Während „Das schwarze Auge“ in der Regel der romantisierenden Wein-Weib-Gesang-Interpretation des Mittelalters Marke Dorffest zugeneigt ist, spielt Blackguards in einer Ausgabe davon, der man gemeinhin das „finster“ voranstellt. Mit Betonung auf „stockduster“. In jener Epoche Aventuriens gibt es kein Gut gegen Böse mehr. Hier ist jeder Schurke, Mörder, Dieb. Echte Helden sind wie der G-Punkt – man hat davon gehört, aber gefunden hat noch niemand einen.

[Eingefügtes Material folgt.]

use bytes::Bytes;
use plaza_core::{ControlMessage, PeerId};

/// Notifications delivered to the host application.
#[derive(Debug, Clone, PartialEq)]
pub enum OrchestratorEvent {
    ControlChannelOpened {
        peer_id: PeerId,
    },

    FileChannelOpened {
        peer_id: PeerId,
    },

    ControlMessageReceived {
        peer_id: PeerId,
        message: ControlMessage,
    },

    /// A peer announced a file and we accepted it.
    FileTransferAccepted {
        peer_id: PeerId,
        file_size: u64,
        options: serde_json::Value,
    },

    FileTransferProgress {
        peer_id: PeerId,
        progress: f64,
    },

    FileReceived {
        peer_id: PeerId,
        data: Bytes,
        options: serde_json::Value,
    },

    /// The outbound file to this peer could not be read.
    FileTransferFailed {
        peer_id: PeerId,
        reason: String,
    },

    VoiceLevelChanged {
        peer_id: PeerId,
        level: f32,
    },

    /// Connection dropped after losing connectivity; it is re-offered on
    /// the next check.
    PeerDisconnected {
        peer_id: PeerId,
    },
}

impl OrchestratorEvent {
    pub fn peer_id(&self) -> PeerId {
        match self {
            Self::ControlChannelOpened { peer_id }
            | Self::FileChannelOpened { peer_id }
            | Self::ControlMessageReceived { peer_id, .. }
            | Self::FileTransferAccepted { peer_id, .. }
            | Self::FileTransferProgress { peer_id, .. }
            | Self::FileReceived { peer_id, .. }
            | Self::FileTransferFailed { peer_id, .. }
            | Self::VoiceLevelChanged { peer_id, .. }
            | Self::PeerDisconnected { peer_id } => *peer_id,
        }
    }
}
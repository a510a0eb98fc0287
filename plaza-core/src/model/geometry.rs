use serde::{Deserialize, Serialize};
use std::ops::{Add, Mul, Neg, Sub};

#[derive(Debug, Clone, Copy, PartialEq, Default, Serialize, Deserialize)]
pub struct Vec3 {
    pub x: f32,
    pub y: f32,
    pub z: f32,
}

impl Vec3 {
    pub const ZERO: Self = Self::new(0.0, 0.0, 0.0);
    /// Canonical forward direction of listeners and sources.
    pub const FORWARD: Self = Self::new(0.0, 0.0, -1.0);

    pub const fn new(x: f32, y: f32, z: f32) -> Self {
        Self { x, y, z }
    }

    pub fn dot(self, other: Self) -> f32 {
        self.x * other.x + self.y * other.y + self.z * other.z
    }

    pub fn cross(self, other: Self) -> Self {
        Self::new(
            self.y * other.z - self.z * other.y,
            self.z * other.x - self.x * other.z,
            self.x * other.y - self.y * other.x,
        )
    }

    pub fn length(self) -> f32 {
        self.dot(self).sqrt()
    }

    /// Unit vector in the same direction, or zero for a zero vector.
    pub fn normalize_or_zero(self) -> Self {
        let len = self.length();
        if len <= f32::EPSILON {
            Self::ZERO
        } else {
            self * (1.0 / len)
        }
    }
}

impl Add for Vec3 {
    type Output = Self;

    fn add(self, rhs: Self) -> Self {
        Self::new(self.x + rhs.x, self.y + rhs.y, self.z + rhs.z)
    }
}

impl Sub for Vec3 {
    type Output = Self;

    fn sub(self, rhs: Self) -> Self {
        Self::new(self.x - rhs.x, self.y - rhs.y, self.z - rhs.z)
    }
}

impl Neg for Vec3 {
    type Output = Self;

    fn neg(self) -> Self {
        Self::new(-self.x, -self.y, -self.z)
    }
}

impl Mul<f32> for Vec3 {
    type Output = Self;

    fn mul(self, rhs: f32) -> Self {
        Self::new(self.x * rhs, self.y * rhs, self.z * rhs)
    }
}

/// Unit quaternion describing a world rotation.
#[derive(Debug, Clone, Copy, PartialEq, Serialize, Deserialize)]
pub struct Quat {
    pub x: f32,
    pub y: f32,
    pub z: f32,
    pub w: f32,
}

impl Quat {
    pub const IDENTITY: Self = Self {
        x: 0.0,
        y: 0.0,
        z: 0.0,
        w: 1.0,
    };

    pub fn from_axis_angle(axis: Vec3, radians: f32) -> Self {
        let axis = axis.normalize_or_zero();
        let (s, c) = (radians * 0.5).sin_cos();
        Self {
            x: axis.x * s,
            y: axis.y * s,
            z: axis.z * s,
            w: c,
        }
    }

    /// Rotation about the vertical axis, the only one avatars use.
    pub fn from_yaw(radians: f32) -> Self {
        Self::from_axis_angle(Vec3::new(0.0, 1.0, 0.0), radians)
    }

    pub fn rotate(self, v: Vec3) -> Vec3 {
        // v' = v + 2w(q x v) + 2(q x (q x v))
        let q = Vec3::new(self.x, self.y, self.z);
        let t = q.cross(v) * 2.0;
        v + t * self.w + q.cross(t)
    }
}

impl Default for Quat {
    fn default() -> Self {
        Self::IDENTITY
    }
}

/// World transform of a sound source (a remote avatar).
#[derive(Debug, Clone, Copy, PartialEq, Default, Serialize, Deserialize)]
pub struct SourceTransform {
    pub position: Vec3,
    pub rotation: Quat,
}

/// Where the local listener stands and which way it looks.
#[derive(Debug, Clone, Copy, PartialEq, Serialize, Deserialize)]
pub struct ListenerPose {
    pub position: Vec3,
    pub look_at: Vec3,
}

impl Default for ListenerPose {
    fn default() -> Self {
        Self {
            position: Vec3::ZERO,
            look_at: Vec3::FORWARD,
        }
    }
}
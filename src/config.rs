//! Runtime gateway configuration, replacing the original's C preprocessor
//! knobs (`S2M_USE_STATIC`, `S2M_USE_THREADS`, `S2M_REDUCED`,
//! `CRC_MODBUS`/`CRC_YURA`, `PORT_IMPL_*`, `LINUX_HW_IMPL_*`) with a single
//! record, per DESIGN NOTES §9. Parsed from TOML via `serde` for the example
//! binaries, or built programmatically by library users.

use serde::Deserialize;

use crate::crc16::CrcVariant;
use crate::ser::SubsMode;
use crate::types::Role;

/// Serial line parameters (§6.3: "115200 or 230400 8N2").
#[derive(Debug, Clone, Deserialize)]
pub struct PortConfig {
    pub device: String,
    #[serde(default = "default_baud_rate")]
    pub baud_rate: u32,
    pub gpio_path: Option<String>,
    pub gpio_pin: Option<u32>,
}

fn default_baud_rate() -> u32 {
    115_200
}

/// Full gateway configuration. `Default` picks the reduced, single-threaded,
/// Modbus-CRC, id-1 SLAVE shape used by the unit tests and the scenarios in
/// spec §8; the example binaries override every field from `clap` args or a
/// TOML file.
#[derive(Debug, Clone, Deserialize)]
pub struct GatewayConfig {
    pub role: Role,
    #[serde(default = "default_id")]
    pub id: u8,
    #[serde(default)]
    pub crc: CrcVariant,
    #[serde(default)]
    pub subs_mode: SubsMode,
    #[serde(default)]
    pub threaded: bool,
    pub port: PortConfig,
}

fn default_id() -> u8 {
    1
}

impl GatewayConfig {
    /// Builder entry point for programmatic construction (no TOML file).
    pub fn new(role: Role, device: impl Into<String>) -> Self {
        GatewayConfig {
            role,
            id: default_id(),
            crc: CrcVariant::default(),
            subs_mode: SubsMode::default(),
            threaded: false,
            port: PortConfig {
                device: device.into(),
                baud_rate: default_baud_rate(),
                gpio_path: None,
                gpio_pin: None,
            },
        }
    }

    pub fn with_id(mut self, id: u8) -> Self {
        self.id = id;
        self
    }

    pub fn with_crc(mut self, crc: CrcVariant) -> Self {
        self.crc = crc;
        self
    }

    pub fn with_subs_mode(mut self, subs_mode: SubsMode) -> Self {
        self.subs_mode = subs_mode;
        self
    }

    pub fn with_threaded(mut self, threaded: bool) -> Self {
        self.threaded = threaded;
        self
    }

    /// Parses a `GatewayConfig` from a TOML document, per the config-file
    /// half of DESIGN NOTES §9.
    pub fn from_toml(text: &str) -> Result<Self, crate::error::GatewayError> {
        toml::from_str(text).map_err(|e| crate::error::GatewayError::Config(e.to_string()))
    }
}

impl serde::Serialize for CrcVariant {
    fn serialize<S>(&self, serializer: S) -> Result<S::Ok, S::Error>
    where
        S: serde::Serializer,
    {
        let s = match self {
            CrcVariant::Modbus => "modbus",
            CrcVariant::Reverse => "reverse",
        };
        serializer.serialize_str(s)
    }
}

impl<'de> serde::Deserialize<'de> for CrcVariant {
    fn deserialize<D>(deserializer: D) -> Result<Self, D::Error>
    where
        D: serde::Deserializer<'de>,
    {
        let s = String::deserialize(deserializer)?;
        match s.to_ascii_lowercase().as_str() {
            "modbus" => Ok(CrcVariant::Modbus),
            "reverse" | "yura" => Ok(CrcVariant::Reverse),
            other => Err(serde::de::Error::custom(format!("unknown CRC variant: {other}"))),
        }
    }
}

impl serde::Serialize for SubsMode {
    fn serialize<S>(&self, serializer: S) -> Result<S::Ok, S::Error>
    where
        S: serde::Serializer,
    {
        let s = match self {
            SubsMode::Full => "full",
            SubsMode::Reduced => "reduced",
        };
        serializer.serialize_str(s)
    }
}

impl<'de> serde::Deserialize<'de> for SubsMode {
    fn deserialize<D>(deserializer: D) -> Result<Self, D::Error>
    where
        D: serde::Deserializer<'de>,
    {
        let s = String::deserialize(deserializer)?;
        match s.to_ascii_lowercase().as_str() {
            "full" => Ok(SubsMode::Full),
            "reduced" => Ok(SubsMode::Reduced),
            other => Err(serde::de::Error::custom(format!("unknown subscription mode: {other}"))),
        }
    }
}

impl serde::Serialize for Role {
    fn serialize<S>(&self, serializer: S) -> Result<S::Ok, S::Error>
    where
        S: serde::Serializer,
    {
        let s = match self {
            Role::Slave => "slave",
            Role::Poll => "poll",
        };
        serializer.serialize_str(s)
    }
}

impl<'de> serde::Deserialize<'de> for Role {
    fn deserialize<D>(deserializer: D) -> Result<Self, D::Error>
    where
        D: serde::Deserializer<'de>,
    {
        let s = String::deserialize(deserializer)?;
        match s.to_ascii_lowercase().as_str() {
            "slave" => Ok(Role::Slave),
            "poll" => Ok(Role::Poll),
            other => Err(serde::de::Error::custom(format!("unknown role: {other}"))),
        }
    }
}

#[cfg(test)]
mod tests {
    use super::*;

    #[test]
    fn parses_minimal_toml() {
        let text = r#"
            role = "slave"
            id = 12

            [port]
            device = "/dev/ttyUSB0"
        "#;
        let cfg = GatewayConfig::from_toml(text).unwrap();
        assert_eq!(cfg.role, Role::Slave);
        assert_eq!(cfg.id, 12);
        assert_eq!(cfg.port.baud_rate, 115_200);
        assert_eq!(cfg.crc, CrcVariant::Modbus);
        assert_eq!(cfg.subs_mode, SubsMode::Reduced);
    }

    #[test]
    fn builder_defaults_match_toml_defaults() {
        let cfg = GatewayConfig::new(Role::Poll, "/dev/ttyUSB1");
        assert_eq!(cfg.id, 1);
        assert!(!cfg.threaded);
        assert_eq!(cfg.port.baud_rate, 115_200);
    }

    #[test]
    fn rejects_unknown_crc_variant() {
        let text = r#"
            role = "slave"
            crc = "bogus"

            [port]
            device = "/dev/ttyUSB0"
        "#;
        assert!(GatewayConfig::from_toml(text).is_err());
    }
}
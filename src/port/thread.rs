//! Worker-thread contract (§5) for the parallel-threads scheduling model.
//!
//! Grounded in `port_thread.h`'s `thread_new`/`thread_del`/`thread_kill`
//! shape; `thread_sleep`/`thread_exit` have no Rust counterpart since the
//! hosted implementation uses `std::thread` directly and a `running` flag
//! rather than a cooperative kill signal.

use std::io;
use std::thread::JoinHandle;

/// Contract for spawning and joining the single worker thread a threaded
/// [`crate::gateway::Gateway`] owns. Exists mainly so the Gateway's
/// lifecycle code does not reach for `std::thread` directly, matching the
/// original's `thread_t` indirection.
pub trait Thread: Send {
    fn join(self: Box<Self>) -> std::thread::Result<()>;
}

/// A `std::thread`-backed [`Thread`].
pub struct StdThread {
    handle: JoinHandle<()>,
}

impl StdThread {
    pub fn spawn<F>(name: &str, f: F) -> io::Result<Self>
    where
        F: FnOnce() + Send + 'static,
    {
        let handle = std::thread::Builder::new().name(name.to_string()).spawn(f)?;
        Ok(StdThread { handle })
    }
}

impl Thread for StdThread {
    fn join(self: Box<Self>) -> std::thread::Result<()> {
        self.handle.join()
    }
}
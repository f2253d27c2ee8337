//! Example POLL binary, mirroring `samples/ser2mms_poll.c`: walks the
//! `(ds, page)` schedule, issues parameter/time requests, and consumes the
//! slave's replies. `SIGQUIT` drives `test_tick` (manual schedule advance,
//! matching the original's `ser2mms_test_tick` hook) and `SIGINT` toggles
//! the outgoing command between `Parameters` and `TimeSet`, matching
//! `handler_sigint`'s `mode ^= 1` behavior.

use std::sync::atomic::{AtomicBool, AtomicU8, Ordering};
use std::sync::Arc;
use std::time::{SystemTime, UNIX_EPOCH};

use clap::Parser;
use log::info;

use ser2mms::ser::{PayloadApi, SubsMode};
use ser2mms::types::{Answ, Page, SubBank, DS_MIN};
use ser2mms::{Cmd, CrcVariant, Gateway, GatewayConfig, Role};

/// RS-485 POLL gateway: walks the dataset/page schedule against a SLAVE.
#[derive(Parser, Debug)]
#[command(name = "ser2mms-poll")]
struct Args {
    /// Serial device path (e.g. /dev/ttyUSB1).
    #[arg(long, default_value = "/dev/ttyUSB1")]
    device: String,

    /// Bus address of the SLAVE this engine polls.
    #[arg(long, default_value_t = 12)]
    id: u8,

    /// CRC byte ordering: "modbus" (low byte first) or "reverse" (high byte first).
    #[arg(long, default_value = "modbus")]
    crc: String,

    /// Omit the subscription block and use the shorter inbound frame size.
    #[arg(long)]
    reduced: bool,

    /// Run the protocol engine on its own worker thread instead of being
    /// driven cooperatively from this process's main loop.
    #[arg(long)]
    threaded: bool,

    /// Sysfs GPIO chip directory for the DE line (ARM target only).
    #[arg(long)]
    gpio_path: Option<String>,

    /// DE line pin number within `gpio_path`.
    #[arg(long)]
    gpio_pin: Option<u32>,
}

/// Produces the same `ds`-dependent page values as `ser2mms_write_page` in
/// the original sample: dataset 1 cycles `[1,2,3] .. [10,11,12]` across its
/// four pages, all other datasets are empty.
struct DemoPoll;

impl PayloadApi for DemoPoll {
    fn write_page(&mut self, page: &mut Page, ds: u8, page_idx: u8) -> usize {
        if ds != DS_MIN {
            return 0;
        }
        let base = 1 + page_idx as i16 * 3;
        page[0] = base;
        page[1] = base + 1;
        page[2] = base + 2;
        3
    }

    fn write_subs(&mut self, subs: &mut SubBank) -> usize {
        let now = SystemTime::now().duration_since(UNIX_EPOCH).unwrap_or_default();
        let epoch = now.as_secs() as u32;
        let msec = (now.subsec_millis()) as u16;
        for (i, sub) in subs.iter_mut().enumerate() {
            sub.mag = i as i16;
            sub.t_epoch = epoch;
            sub.t_msec = msec;
        }
        subs.len()
    }

    fn read_answer(&mut self, answ: &Answ) {
        info!("read_answer: {:?}", answ.as_slice());
    }

    fn read_time(&mut self, epoch: u32, usec: u32) {
        info!("read_time: epoch={epoch} usec={usec}");
    }
}

fn main() -> Result<(), Box<dyn std::error::Error>> {
    env_logger::init();
    let args = Args::parse();

    let crc = match args.crc.to_ascii_lowercase().as_str() {
        "modbus" => CrcVariant::Modbus,
        "reverse" | "yura" => CrcVariant::Reverse,
        other => return Err(format!("unknown --crc variant: {other}").into()),
    };

    let mut config = GatewayConfig::new(Role::Poll, &args.device)
        .with_id(args.id)
        .with_crc(crc)
        .with_subs_mode(if args.reduced { SubsMode::Reduced } else { SubsMode::Full })
        .with_threaded(args.threaded);
    config.port.gpio_path = args.gpio_path;
    config.port.gpio_pin = args.gpio_pin;

    let mut gateway = Gateway::new(DemoPoll, &config)?;
    gateway.run()?;
    info!("poll gateway running against {} (id={})", args.device, args.id);

    let term_requested = Arc::new(AtomicBool::new(false));
    signal_hook::flag::register(signal_hook::consts::SIGTERM, term_requested.clone())?;

    let mode: Arc<AtomicU8> = Arc::new(AtomicU8::new(0));
    let mut signals = signal_hook::iterator::Signals::new([
        signal_hook::consts::SIGQUIT,
        signal_hook::consts::SIGINT,
    ])?;

    // Drive the signal-triggered test hooks from this thread's own poll
    // loop (the engine's worker thread, if any, runs independently).
    while !term_requested.load(Ordering::SeqCst) {
        for sig in signals.pending() {
            match sig {
                s if s == signal_hook::consts::SIGQUIT => {
                    info!("SIGQUIT: test_tick");
                    gateway.test_tick();
                }
                s if s == signal_hook::consts::SIGINT => {
                    let new_mode = mode.fetch_xor(1, Ordering::SeqCst) ^ 1;
                    let cmd = if new_mode & 1 != 0 { Cmd::TimeSet } else { Cmd::Parameters };
                    info!("SIGINT: set_cmd({cmd:?})");
                    gateway.set_cmd(cmd);
                }
                _ => {}
            }
        }
        if !args.threaded {
            gateway.poll();
        }
        std::thread::sleep(std::time::Duration::from_millis(1));
    }

    gateway.destroy();
    Ok(())
}
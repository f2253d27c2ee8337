//! The serial link contract (§6.3) and its hosted implementation.
//!
//! `port_rs485.h`'s `rs485_new`/`rs485_poll_rx`/`rs485_poll_tx`/`rs485_put`
//! shape is carried over as `open`/`rx_drain`/`tx_write`; `set_de` replaces
//! the GPIO toggling that `port_rs485.c` does inline on ARM targets (kept
//! as a separate [`crate::port::Gpio`] dependency here instead, so the link
//! and the DE line can be unit-tested independently).

use std::io;
use std::time::Duration;

/// Contract for a half-duplex serial device: open/close, drain inbound
/// bytes without blocking past a short budget, write outbound bytes, and
/// toggle the DE (driver-enable) line for bus turnaround.
pub trait SerialLink: Send {
    /// Reads up to `buf.len()` bytes, returning the number read. Must not
    /// block longer than this link's configured read timeout (§6.3: "a
    /// small select/poll with <= 1 ms budget").
    fn rx_drain(&mut self, buf: &mut [u8]) -> io::Result<usize>;

    /// Writes `bytes`, blocking until the whole slice is queued with the
    /// OS (not necessarily drained onto the wire).
    fn tx_write(&mut self, bytes: &[u8]) -> io::Result<usize>;

    /// Drives the DE line high (transmitting) or low (receiving). A no-op
    /// on links with no separate DE control (e.g. a USB-RS485 adapter that
    /// manages it internally).
    fn set_de(&mut self, _on: bool) {}
}

/// A `serial2`-backed [`SerialLink`] for POSIX hosts. Opens the device at a
/// fixed baud rate, 8 data bits, 2 stop bits, no parity — matching the
/// 115200/230400 8N2 line discipline called out in §6.3.
pub struct Serial2Link {
    port: serial2::SerialPort,
}

impl Serial2Link {
    /// Opens `path` at `baud_rate` (115200 or 230400 per §6.3), configured
    /// 8 data bits / 2 stop bits / no parity, with a short read timeout so
    /// `rx_drain` never blocks the poll loop for long.
    pub fn open(path: &str, baud_rate: u32) -> io::Result<Self> {
        let mut settings = serial2::Settings::default();
        settings.set_raw();
        settings.set_baud_rate(baud_rate)?;
        settings.set_char_size(serial2::CharSize::Bits8);
        settings.set_stop_bits(serial2::StopBits::Two);
        settings.set_parity(serial2::Parity::None);
        settings.set_flow_control(serial2::FlowControl::None);

        let port = serial2::SerialPort::open(path, |_: &mut serial2::Settings| Ok(settings))?;
        port.set_read_timeout(Duration::from_millis(1))?;
        Ok(Serial2Link { port })
    }
}

impl SerialLink for Serial2Link {
    fn rx_drain(&mut self, buf: &mut [u8]) -> io::Result<usize> {
        match self.port.read(buf) {
            Ok(n) => Ok(n),
            Err(e) if e.kind() == io::ErrorKind::TimedOut || e.kind() == io::ErrorKind::WouldBlock => Ok(0),
            Err(e) => Err(e),
        }
    }

    fn tx_write(&mut self, bytes: &[u8]) -> io::Result<usize> {
        self.port.write(bytes)
    }
}

#[cfg(test)]
mod tests {
    use super::*;

    /// A purely in-memory link used to exercise `Transp` without a real
    /// device. Not part of the public port contract.
    pub struct LoopbackLink {
        pub inbox: std::collections::VecDeque<u8>,
        pub outbox: Vec<u8>,
        pub de: bool,
    }

    impl LoopbackLink {
        pub fn new() -> Self {
            LoopbackLink {
                inbox: std::collections::VecDeque::new(),
                outbox: Vec::new(),
                de: false,
            }
        }

        pub fn feed(&mut self, bytes: &[u8]) {
            self.inbox.extend(bytes.iter().copied());
        }
    }

    impl SerialLink for LoopbackLink {
        fn rx_drain(&mut self, buf: &mut [u8]) -> io::Result<usize> {
            let mut n = 0;
            while n < buf.len() {
                match self.inbox.pop_front() {
                    Some(b) => {
                        buf[n] = b;
                        n += 1;
                    }
                    None => break,
                }
            }
            Ok(n)
        }

        fn tx_write(&mut self, bytes: &[u8]) -> io::Result<usize> {
            self.outbox.extend_from_slice(bytes);
            Ok(bytes.len())
        }

        fn set_de(&mut self, on: bool) {
            self.de = on;
        }
    }

    #[test]
    fn loopback_round_trips_bytes() {
        let mut link = LoopbackLink::new();
        link.feed(&[1, 2, 3]);
        let mut buf = [0u8; 8];
        let n = link.rx_drain(&mut buf).unwrap();
        assert_eq!(&buf[..n], &[1, 2, 3]);
        link.tx_write(&[9, 9]).unwrap();
        assert_eq!(link.outbox, vec![9, 9]);
    }
}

Daher ist es wenig verwunderlich, dass wir das Spiel im Folterkeller beginnen, wo wir des bestialischen Mordes an unserer Freundin verdächtigt werden. Dass wir unschuldig sind, scheint niemanden zu kümmern, sie wurde nämlich eben von einem Wolf zerfleischt, wie wir mit eigenen Augen mitansehen durften… oder doch nicht? Denn im weiteren Spielverlauf werden wir herausfinden, dass im Hintergrund eine uferlose Verschwörung ihre Fäden zieht und nichts ist, wie es zu sein scheint - wie uns Entwickler Daedalic bei einem Besuch in den gamona-Büros verriet.

Wie jetzt? Daedalic? Die mit den putzigen Adventures? Ja. Aber auch die mit der „Das schwarze Auge“-Lizenz und den beiden Fantasy-Abenteuern Satinavs Ketten und Memoria. Aber können die auch Rollenspiel? Können die 3-D-Grafik? Können die mit Skyrim und The Witcher mithalten? Wollen sie gar nicht, lautet zumindest die Antwort auf letztere Frage. Blackguards ist ein Runden-Rollenspiel, das sich mehr an der Pen-and-Paper-Vorlage orientiert als an den actionreichen Open-World-Begehungen.

Das Schwarze Auge: Blackguards - Schnippschnapp dem Schnickschnack!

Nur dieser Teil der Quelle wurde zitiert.